TASK GOAL>
From the listing below, copy each line where "const" occurs.

DATA TO EXAMINE>
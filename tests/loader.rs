mod common;

use std::sync::Arc;
use std::time::Duration;

use assert_matches::assert_matches;

use pokedex_catalog::domain::Identifier;
use pokedex_catalog::error::CatalogError;
use pokedex_catalog::loader::RecordSource;
use pokedex_catalog::normalize::{CATEGORY_PLACEHOLDER, DESCRIPTION_PLACEHOLDER};

use common::{MockFetcher, Reply, entity_doc, entity_url, fixture, loader, loader_with, test_config};

const SPECIES_URL: &str = "https://pokeapi.test/api/v2/pokemon-species/1/";
const CHAIN_URL: &str = "https://pokeapi.test/api/v2/evolution-chain/1/";

fn bulbasaur_fetcher() -> MockFetcher {
    MockFetcher::new()
        .route(entity_url("1"), Reply::Json(fixture("bulbasaur.json")))
        .route(entity_url("bulbasaur"), Reply::Json(fixture("bulbasaur.json")))
        .route(SPECIES_URL, Reply::Json(fixture("bulbasaur_species.json")))
        .route(CHAIN_URL, Reply::Json(fixture("bulbasaur_evolution.json")))
}

#[test]
fn full_pipeline_follows_linked_documents() {
    let loader = loader(bulbasaur_fetcher());

    let record = loader.load("bulbasaur").unwrap();

    assert_eq!(record.id, 1);
    assert_eq!(record.category, "Pokémon Semilla");
    assert!(record.description.starts_with("Una rara semilla"));
    assert_eq!(record.evolution_graph.id, Some(1));
    assert_eq!(
        record.evolution_graph.first_branch(),
        vec!["bulbasaur", "ivysaur", "venusaur"]
    );
    assert_eq!(loader.fetcher().calls_to(SPECIES_URL), 1);
    assert_eq!(loader.fetcher().calls_to(CHAIN_URL), 1);
}

#[test]
fn second_load_is_served_from_cache() {
    let loader = loader(bulbasaur_fetcher());

    let first = loader.load("Bulbasaur").unwrap();
    let calls = loader.fetcher().total_calls();
    let second = loader.load("  bulbasaur ").unwrap();

    assert!(Arc::ptr_eq(&first, &second));
    assert_eq!(loader.fetcher().total_calls(), calls);
}

#[test]
fn name_and_number_are_cached_separately() {
    let loader = loader(bulbasaur_fetcher());

    let by_name = loader.load("bulbasaur").unwrap();
    let by_number = loader.load("1").unwrap();

    assert_eq!(by_name, by_number);
    assert_eq!(loader.fetcher().calls_to(&entity_url("1")), 1);
    assert_eq!(loader.cache().len(), 2);
}

#[test]
fn unreachable_species_falls_back_to_defaults() {
    let fetcher = MockFetcher::new()
        .route(entity_url("1"), Reply::Json(fixture("bulbasaur.json")))
        .route(SPECIES_URL, Reply::Timeout);
    let loader = loader(fetcher);

    let record = loader.load("1").unwrap();

    assert_eq!(record.id, 1);
    assert_eq!(record.description, DESCRIPTION_PLACEHOLDER);
    assert_eq!(record.category, CATEGORY_PLACEHOLDER);
    assert_eq!(record.evolution_graph.chain.species.name, "bulbasaur");
    assert!(record.evolution_graph.chain.evolves_to.is_empty());
    assert_eq!(loader.fetcher().calls_to(CHAIN_URL), 0);
}

#[test]
fn unreachable_evolution_keeps_species_text() {
    let fetcher = MockFetcher::new()
        .route(entity_url("1"), Reply::Json(fixture("bulbasaur.json")))
        .route(SPECIES_URL, Reply::Json(fixture("bulbasaur_species.json")))
        .route(CHAIN_URL, Reply::Status(503));
    let loader = loader(fetcher);

    let record = loader.load("1").unwrap();

    assert_eq!(record.category, "Pokémon Semilla");
    assert!(!record.evolution_graph.has_evolutions());
    assert_eq!(record.evolution_graph.chain.species.name, "bulbasaur");
}

#[test]
fn entity_404_is_not_found_after_every_attempt() {
    let loader = loader(MockFetcher::new());
    let id: Identifier = "missingno".parse().unwrap();

    let err = loader.load_with_retry(&id).unwrap_err();

    assert_matches!(err, CatalogError::NotFound(ref name) if name == "missingno");
    assert_eq!(loader.fetcher().calls_to(&entity_url("missingno")), 3);
    assert!(loader.load("missingno").is_none());
}

#[test]
fn try_load_fails_fast_without_retry() {
    let fetcher = MockFetcher::new().route(entity_url("25"), Reply::Status(500));
    let loader = loader(fetcher);

    let err = loader.try_load(&Identifier::from(25u32)).unwrap_err();

    assert_matches!(err, CatalogError::RequestFailed { status: 500, .. });
    assert_eq!(loader.fetcher().total_calls(), 1);
}

#[test]
fn timeouts_exhaust_retries_with_growing_delays() {
    let fetcher = MockFetcher::new().route(entity_url("25"), Reply::Timeout);
    let config = pokedex_catalog::config::Config {
        retry_base_delay_ms: 20,
        ..test_config()
    };
    let loader = loader_with(fetcher, config);

    let err = loader
        .load_with_retry(&Identifier::from(25u32))
        .unwrap_err();

    assert_matches!(
        err,
        CatalogError::RetriesExhausted { attempts: 3, ref last, .. }
            if matches!(**last, CatalogError::Timeout { .. })
    );
    let times = loader.fetcher().call_times(&entity_url("25"));
    assert_eq!(times.len(), 3);
    assert!(times[1] - times[0] >= Duration::from_millis(20));
    assert!(times[2] - times[1] >= Duration::from_millis(40));
    assert!(loader.cache().is_empty());
}

#[test]
fn zero_retries_means_one_attempt() {
    let fetcher = MockFetcher::new().route(entity_url("25"), Reply::Timeout);
    let config = pokedex_catalog::config::Config {
        max_retries: 0,
        ..test_config()
    };
    let loader = loader_with(fetcher, config);

    assert!(loader.load("25").is_none());
    assert_eq!(loader.fetcher().total_calls(), 1);
}

#[test]
fn invalid_identifier_never_reaches_the_network() {
    let loader = loader(MockFetcher::new());

    assert!(loader.load("../evolution-chain/1").is_none());
    assert!(loader.load("   ").is_none());
    assert_eq!(loader.fetcher().total_calls(), 0);
}

#[test]
fn entity_without_species_link_still_loads() {
    let mut doc = entity_doc(132, "ditto");
    doc.as_object_mut().unwrap().remove("species");
    let loader = loader(MockFetcher::new().route(entity_url("ditto"), Reply::Json(doc)));

    let record = loader.load("ditto").unwrap();

    assert_eq!(record.name, "Ditto");
    assert_eq!(record.evolution_graph.chain.species.name, "ditto");
    assert_eq!(loader.fetcher().total_calls(), 1);
}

EXERCISE OUTPUT>
const SPECIES_URL: &str = "https://pokeapi.test/api/v2/pokemon-species/1/";
const CHAIN_URL: &str = "https://pokeapi.test/api/v2/evolution-chain/1/";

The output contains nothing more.